The son of two murdered Gulag prisoners tells his story
The most powerful story though, was Stanislaws tale.
"Both my parents died in the camp here in Chersky", Stanislaw told the explorers, as they sat in a jeep together overlooking a blood red sunset over the Kolyma river. "My mother was Polish and came from an aristocrat family. That was enough to be considered an enemy of the Communist State and they were therefore taken prisoners during the Second World War and eventually ended up here in Chersky."
"My dad owned a pig farm in Western Siberia. And that was obviously enough to be considered as an enemy of the State. He also ended up here in Chersky, where he met my mother in the camp. That's were I was born," Stanislaw told Micke almost in a whisper.
Micke relayed the story like few explorers can: "Almost bald, his face is hard and rough almost as if chiseled out of granite - a face totally void of feelings. He's always smoking. He always has a scornful and challenging gaze. He's one of those guys you don't want to run into in a dark corner of a street."
"One long slog to be stronger then the rest"
Stan continued his tale, "Both my parents perished in the camp, well, yes, my whole family on my mothers side disappeared and were murdered in Stalin's camps and that name doesn't exist anymore. As a result I ended up as an orphan at a local orphanage. A very difficult time of my life. A place where only the strongest and fittest survived. And I was strong. You had to be. That's why I also survived my years in the military service. I was used to the hard life in the orphanage and knew how to take care of myself. My whole life as a youngster was one long slog to survive and be stronger then the rest."

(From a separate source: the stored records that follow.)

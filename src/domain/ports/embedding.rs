//! Embedding provider port for semantic vector generation.
//!
//! Defines the trait for embedding providers that convert text into
//! dense vector representations for semantic similarity search.

use async_trait::async_trait;

use crate::domain::errors::KnowledgeResult;

/// A single embedding request item.
#[derive(Debug, Clone)]
pub struct EmbeddingInput {
    /// Client-side ID for correlation.
    pub id: String,
    /// Text to embed.
    pub text: String,
}

impl EmbeddingInput {
    pub fn new(id: impl Into<String>, text: impl Into<String>) -> Self {
        Self {
            id: id.into(),
            text: text.into(),
        }
    }
}

/// A single embedding result.
#[derive(Debug, Clone)]
pub struct EmbeddingOutput {
    /// Correlation ID matching the input.
    pub id: String,
    /// The embedding vector.
    pub vector: Vec<f32>,
}

/// Trait for embedding providers.
///
/// Providers load their model lazily: `embed` before `initialize` performs the
/// load, and repeated or concurrent `initialize` calls load at most once.
#[async_trait]
pub trait EmbeddingProvider: Send + Sync {
    /// Provider name (e.g., "local", "openai").
    fn name(&self) -> &str;

    /// Fixed output dimensionality.
    fn dimension(&self) -> usize;

    /// Load the model. Idempotent.
    async fn initialize(&self) -> KnowledgeResult<()>;

    /// Whether the model has been loaded.
    fn is_initialized(&self) -> bool;

    /// Generate an embedding for a single text.
    async fn embed(&self, text: &str) -> KnowledgeResult<Vec<f32>>;

    /// Generate embeddings for multiple texts.
    ///
    /// Implementations handle chunking if the backend has per-request limits.
    async fn embed_batch(&self, inputs: &[EmbeddingInput]) -> KnowledgeResult<Vec<EmbeddingOutput>> {
        let mut outputs = Vec::with_capacity(inputs.len());
        for input in inputs {
            outputs.push(EmbeddingOutput {
                id: input.id.clone(),
                vector: self.embed(&input.text).await?,
            });
        }
        Ok(outputs)
    }
}
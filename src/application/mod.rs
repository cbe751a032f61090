//! Application layer: assembles and runs the retrieval core.

pub mod runtime;

pub use runtime::{KnowledgeRuntime, RuntimeBuilder};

"Things are the way they are"
Micke and Johan are some of those people who other people trust, and open up to. Stanislaw finished the story in the jeep, as the sun set over the Siberian river:
"Things are the way they are. The past cannot be undone. These were measures which had to be taken at the time, to construct the land we have today. Our Motherland. I understand it fully and agree. I am not doing too bad today. I have a Chukchi wife and two children. And I have a job, which most people don't have right now in Chersky. I shouldn't complain."
Micke ended the chat:
"What's the reaction of your children when you tell them of your exceedingly hard upbringing?" I finally ask Stanislaw, but as usual I get a surprising answer: "I haven't told them. One cannot change the past, but we have to look ahead and forget. Their lives dont get any better just by knowing this."
"But," I exclaim, "if nobody tells about this inhumane and horrendous time, then the knowledge gets lost with your generation and what do we humans then learn from it? If it gets forgotten, it can happen again!"

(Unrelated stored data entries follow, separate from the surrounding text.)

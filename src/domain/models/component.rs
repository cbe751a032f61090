//! Component lifecycle models
//!
//! State records owned by the component registry and exposed read-only to
//! health reporting.

use chrono::{DateTime, Utc};
use serde::{Deserialize, Serialize};

/// Lifecycle status of a registered component.
#[derive(Debug, Clone, Copy, PartialEq, Eq, Hash, Serialize, Deserialize)]
#[serde(rename_all = "snake_case")]
pub enum ComponentStatus {
    Uninitialized,
    Initializing,
    Initialized,
    /// Non-critical component failed to start; dependents run reduced.
    Degraded,
    Failed,
    Stopped,
}

impl ComponentStatus {
    pub fn as_str(&self) -> &'static str {
        match self {
            Self::Uninitialized => "uninitialized",
            Self::Initializing => "initializing",
            Self::Initialized => "initialized",
            Self::Degraded => "degraded",
            Self::Failed => "failed",
            Self::Stopped => "stopped",
        }
    }

    /// Whether the component holds live resources that need teardown.
    pub fn is_running(&self) -> bool {
        matches!(self, Self::Initialized | Self::Degraded)
    }

    /// Allowed transitions within and across lifecycle passes.
    pub fn can_transition_to(&self, next: Self) -> bool {
        use ComponentStatus::{Degraded, Failed, Initialized, Initializing, Stopped, Uninitialized};

        matches!(
            (self, next),
            (Uninitialized | Stopped | Failed, Initializing)
                | (Initializing, Initialized | Degraded | Failed)
                | (Initialized | Degraded, Stopped | Failed)
                // a dependency that never came up blocks its dependents
                | (Uninitialized, Failed)
        )
    }
}

impl std::fmt::Display for ComponentStatus {
    fn fmt(&self, f: &mut std::fmt::Formatter<'_>) -> std::fmt::Result {
        f.write_str(self.as_str())
    }
}

/// Point-in-time state of one component.
#[derive(Debug, Clone, PartialEq, Eq, Serialize, Deserialize)]
pub struct ComponentState {
    pub name: String,
    pub status: ComponentStatus,
    pub critical: bool,
    /// Last failure detail.
    pub error: Option<String>,
    /// Initialization attempts beyond the first.
    pub retry_count: u32,
    pub updated_at: DateTime<Utc>,
}

impl ComponentState {
    pub fn new(name: impl Into<String>, critical: bool) -> Self {
        Self {
            name: name.into(),
            status: ComponentStatus::Uninitialized,
            critical,
            error: None,
            retry_count: 0,
            updated_at: Utc::now(),
        }
    }
}

#[cfg(test)]
mod tests {
    use super::*;

    #[test]
    fn test_forward_transitions() {
        assert!(ComponentStatus::Uninitialized.can_transition_to(ComponentStatus::Initializing));
        assert!(ComponentStatus::Initializing.can_transition_to(ComponentStatus::Initialized));
        assert!(ComponentStatus::Initializing.can_transition_to(ComponentStatus::Degraded));
        assert!(ComponentStatus::Initialized.can_transition_to(ComponentStatus::Stopped));
        assert!(ComponentStatus::Stopped.can_transition_to(ComponentStatus::Initializing));
    }

    #[test]
    fn test_no_silent_reset() {
        assert!(!ComponentStatus::Initialized.can_transition_to(ComponentStatus::Uninitialized));
        assert!(!ComponentStatus::Initialized.can_transition_to(ComponentStatus::Initializing));
        assert!(!ComponentStatus::Stopped.can_transition_to(ComponentStatus::Initialized));
    }

    #[test]
    fn test_status_serializes_snake_case() {
        let json = serde_json::to_string(&ComponentStatus::Degraded).unwrap();
        assert_eq!(json, "\"degraded\"");
    }
}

"I don't care" Stanislaw replies at the same time he's squeezing my hand hard, but with warmth and ends our conversation with these words: "I have to thank you intensely for having spared the time and energy to listen to my complaints."
Shortly after, April 21 2005 the team skied into Ambarchik Bay. The ten month long odyssey of Expedition Siberia was complete.
Johan and Micke stay in our memory for their heart and Shackleton Spirit.
By their performance, the awarded expeditions have proved themselves outstanding in all or most of the following:
- Self reliance
- Respect towards competition
An additional 4 expeditions have received a special mention award:
Marcin Miotk - for his self-sufficiency and courage to speak up.
Minoru Saito - for his humble life of great adventures.
Pavel Rezvoy - for his power of will and refusal to retire.
Fedor Konyukhov, the Renaissance explorer - for his pursuit of fairness.
More about Expedition Siberia
*Husband and wife adventurers Mikael and Titti Strandberg, planned embarking upon an epic journey through Siberia stretching over 3500km. Joining them was a young outdoor talent and hunter, Johan "Delta" Ivarsson. Before the expedition started, however, Titti decided to abort as previous medical conditions rendered a prolonged stay under such cold conditions very unsafe.